Ruines industrielles de la Madrague

Les carrières

Trémis © Fernando Ferreira

Calcaire, le massif des Calanques a très tôt été exploité pour la pierre. Si on retrouve quelques carrières proto-industrielles dans les collines, certaines ont eu un fort impact sur le paysage.

Sur les îles du Frioul par exemple, les carrières ont été exploitées de manières discontinues de 1822 à 1878 par les Ponts et chaussées. Ce qui a nourri l’intérêt de deux administrations : l’Armée et la Santé. Vu le grand terrain plat dégagé grâce au creusement du massif (paysage rare sur l’île), la Santé a pu entre autres construire un lazaret. L’Armée s'est quant à elle intéressée à l'apparition d'une falaise (due au creusement de la carrière), qui a rendu les forts situés au sommet de la colline inaccessibles.

Les conditions de vie dans les carrières sont extrêmement pénibles pour les centaines d'ouvriers.

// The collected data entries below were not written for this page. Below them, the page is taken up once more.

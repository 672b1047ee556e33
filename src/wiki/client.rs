//! Page retrieval for wiki requests, plus the inter-request throttle.

use crate::config::Config;
use anyhow::{Context, Result};
use async_trait::async_trait;
use rand::RngExt;
use std::path::PathBuf;
use std::time::Duration;
use tracing::{debug, warn};
use wreq::Client;

/// Trait for page retrieval - enables mocking for tests.
#[async_trait]
pub trait PageSource: Send + Sync {
    /// Returns the raw markup at `path` (relative to the source's base), or
    /// an empty string on any failure. Callers treat empty content as "page
    /// unreachable" and never see transport errors or status codes.
    async fn fetch(&self, path: &str) -> String;

    /// Waits a bounded random interval between requests and returns the
    /// seconds waited. Pure pacing; the return value only matters to tests.
    async fn throttle(&self) -> f64;
}

/// Wiki page client with request pacing and optional source saving.
///
/// A `base_url` that does not start with `http` is treated as a local
/// directory of previously saved pages, which makes offline runs work with
/// the exact same call sites.
pub struct WikiClient {
    client: Client,
    base_url: String,
    delay_min_secs: f64,
    delay_max_secs: f64,
    save_source: bool,
    save_path: PathBuf,
}

impl WikiClient {
    /// Creates a new wiki client from the given configuration.
    pub fn new(config: &Config) -> Result<Self> {
        let mut builder = Client::builder()
            .cookie_store(true)
            .gzip(true)
            .brotli(true)
            .timeout(Duration::from_secs(30))
            .connect_timeout(Duration::from_secs(10));

        // Configure proxy if specified
        if let Some(proxy_url) = &config.proxy {
            debug!("Configuring proxy: {}", proxy_url);
            let proxy = wreq::Proxy::all(proxy_url).context("Failed to configure proxy")?;
            builder = builder.proxy(proxy);
        }

        let client = builder.build()?;

        Ok(Self {
            client,
            base_url: config.base_url.clone(),
            delay_min_secs: config.delay_min_secs,
            delay_max_secs: config.delay_max_secs,
            save_source: config.save_source,
            save_path: PathBuf::from(&config.save_path),
        })
    }

    /// Creates a client with a custom base URL (for testing).
    pub fn with_base_url(config: &Config, base_url: impl Into<String>) -> Result<Self> {
        let mut client = Self::new(config)?;
        client.base_url = base_url.into();
        Ok(client)
    }

    fn is_remote(&self) -> bool {
        self.base_url.starts_with("http")
    }

    /// Performs a GET request and returns the body.
    async fn get(&self, url: &str) -> Result<String> {
        debug!("GET {}", url);

        let response = self
            .client
            .get(url)
            .header(
                "Accept",
                "text/html,application/xhtml+xml,application/xml;q=0.9,*/*;q=0.8",
            )
            .header("Accept-Language", "en-US,en;q=0.9")
            .send()
            .await
            .context("Failed to send request")?;

        let status = response.status();
        debug!("Response status: {}", status);

        if !status.is_success() {
            anyhow::bail!("Request failed with status: {}", status);
        }

        response.text().await.context("Failed to read response body")
    }

    fn save(&self, path: &str, content: &str) {
        let file = self.save_path.join(file_name_for(path));
        if let Err(e) = std::fs::create_dir_all(&self.save_path) {
            warn!("Could not create save directory {}: {}", self.save_path.display(), e);
            return;
        }
        match std::fs::write(&file, content) {
            Ok(()) => debug!("Saved source to {}", file.display()),
            Err(e) => warn!("Could not save source {}: {}", file.display(), e),
        }
    }
}

/// Derives a file name for a saved page from its wiki path.
fn file_name_for(path: &str) -> String {
    let name: String = path
        .trim_matches('/')
        .chars()
        .map(|c| if c.is_ascii_alphanumeric() || c == '_' || c == '-' { c } else { '_' })
        .collect();
    if name.is_empty() {
        "index.html".to_string()
    } else {
        format!("{}.html", name)
    }
}

#[async_trait]
impl PageSource for WikiClient {
    async fn fetch(&self, path: &str) -> String {
        let locator = format!("{}{}", self.base_url, path);

        if !self.is_remote() {
            return std::fs::read_to_string(&locator).unwrap_or_else(|e| {
                warn!("Could not read local copy {}: {}", locator, e);
                String::new()
            });
        }

        match self.get(&locator).await {
            Ok(content) => {
                if self.save_source {
                    self.save(path, &content);
                }
                content
            }
            Err(e) => {
                warn!("Fetch failed for {}: {}", locator, e);
                String::new()
            }
        }
    }

    async fn throttle(&self) -> f64 {
        let secs = if self.delay_max_secs > self.delay_min_secs {
            rand::rng().random_range(self.delay_min_secs..=self.delay_max_secs)
        } else {
            self.delay_min_secs
        };

        if secs > 0.0 {
            debug!("Delaying {:.2}s", secs);
            tokio::time::sleep(Duration::from_secs_f64(secs)).await;
        }
        secs
    }
}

Cassis a connu un passé industriel certain au cours du XIXe siècle. Elle a vu sa pierre être exploitée puis utilisée pour réaliser des ouvrages célèbres, comme le socle de la Statue de la Liberté à New-York, ou davantage ancrés dans le quotidien de Marseille, comme « la pile » (l'évier), des trottoirs ou encore des marches.

Cassis a également connu une autre industrie qui transformera radicalement la calanque de Port-Miou : l'extraction du calcaire. Réduit en poudre, ce dernier entre dans la fabrication de la soude chimique pour les usines qui longent le littoral sud de Marseille.

 

Les sablières

 

A la fin de l’époque paléolithique, le sable, transporté par les mouvements de la mer et les vents, a formé les sablières de l’île de Riou. Dès 1853, et durant toute la moitié du XIXe siècle, le sable a été extrait sur l’île. Les sablières qui montaient jusqu’à 38 m ont en grande partie été exploitées par les services des Ponts et chaussées maritimes de la Ville de Marseille. Le toboggan de la grande sablière, bâti en pierre sèche, permettait de déverser directement le sable dans les tartanes, qui servait ensuite au pavage des rues de Marseille ou, plus précisément, à la fabrication du mortier du phare du Planier qui éclaira la rade de 1881 à sa destruction en 1944.

Cependant, Riou n’est pas la seule sablière : on en trouve aussi sur l’île de Jarre, à Montredon, dans les Calanques de Marseilleveyre et de Sormiou.